Olufunmilayo I. Olopade is a hematology oncologist, Associate Dean for Global Health and Walter L. Palmer Distinguished Service Professor in Medicine and Human Genetics at the University of Chicago. She also serves as director of the University of Chicago Hospital's Cancer Risk Clinic.

Life

Olufunmilayo Olopade was born in Nigeria in 1957 and was the fifth of six children born to an Anglican musician. Olopade first expressed interest in becoming a doctor at a young age because the Nigerian villages were scarce for doctors and medical resources, which were both in high demand.
She graduated from University of Ibadan, Nigeria, with a MBBS, in 1980.
She works closely with the Breast Cancer Research Foundation and has performed extensive clinical work surrounding the role of the BRCA1 and BRCA2 genes in the incidence of breast cancer in women of African descent.
She is a member of the American Association for Cancer Research, the American College of Physicians, the Nigerian Medical Association, and the Institute of Medicine.

Early career

Olufunmilayo Olopade was one out of the three African-Americans to receive the $500,000 award.
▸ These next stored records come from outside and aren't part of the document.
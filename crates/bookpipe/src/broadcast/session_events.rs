//! Session change notifications.

use std::sync::Arc;

use tokio::sync::broadcast;

use crate::session::ExternalSession;

#[derive(Debug, Clone, PartialEq, Eq)]
pub enum SessionEvent {
    /// A probe verified the KDP login.
    Connected(ExternalSession),
    /// The session was cleared (logout or rejected credentials).
    Invalidated,
}

/// Lets components that depend on the session refresh without polling.
#[derive(Clone)]
pub struct SessionEventBroadcaster {
    sender: Arc<broadcast::Sender<SessionEvent>>,
}

impl SessionEventBroadcaster {
    pub fn new(capacity: usize) -> Self {
        let (sender, _) = broadcast::channel(capacity);
        Self {
            sender: Arc::new(sender),
        }
    }

    pub fn send(&self, event: SessionEvent) {
        let _ = self.sender.send(event);
    }

    pub fn subscribe(&self) -> broadcast::Receiver<SessionEvent> {
        self.sender.subscribe()
    }
}

impl Default for SessionEventBroadcaster {
    fn default() -> Self {
        Self::new(16)
    }
}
This award was appointed by John D. and Catherine T. MacArthur Foundation. This “no strings attached” stipend grant was given as support for up to five years and was referred to as the “genius grant.” This grant allowed Olopade to continue her research on her groundbreaking discoveries on diseases and health concerns.

Family

She married Christopher Sola Olopade, also a physician at the University of Chicago, in 1983; they have two daughters, including journalist Dayo Olopade, and one son.

Research

Most of her research was on the susceptibility to cancer, which would then be used to adopt a more effective way of treating breast cancer among the African and African-American individuals and populations.
In 1987 at the University of Chicago, she found a gene that helped suppress tumor growth.
In 1992, Olopade helped found the University of Chicago's Center for Clinical Cancer Genetics. Here she found that African-American women often developed breast cancer at younger ages than white women.
In 2003, she began a new study looking at breast cancer and genetics from African women from Nigeria to Senegal and also African-American women in Chicago. By 2005 she found that 80% of tumors in African women did not need estrogen to grow compared to 20% of tumors in Caucasian women. She also found that this was due to a different pattern of gene expression between the African women and the Caucasian women.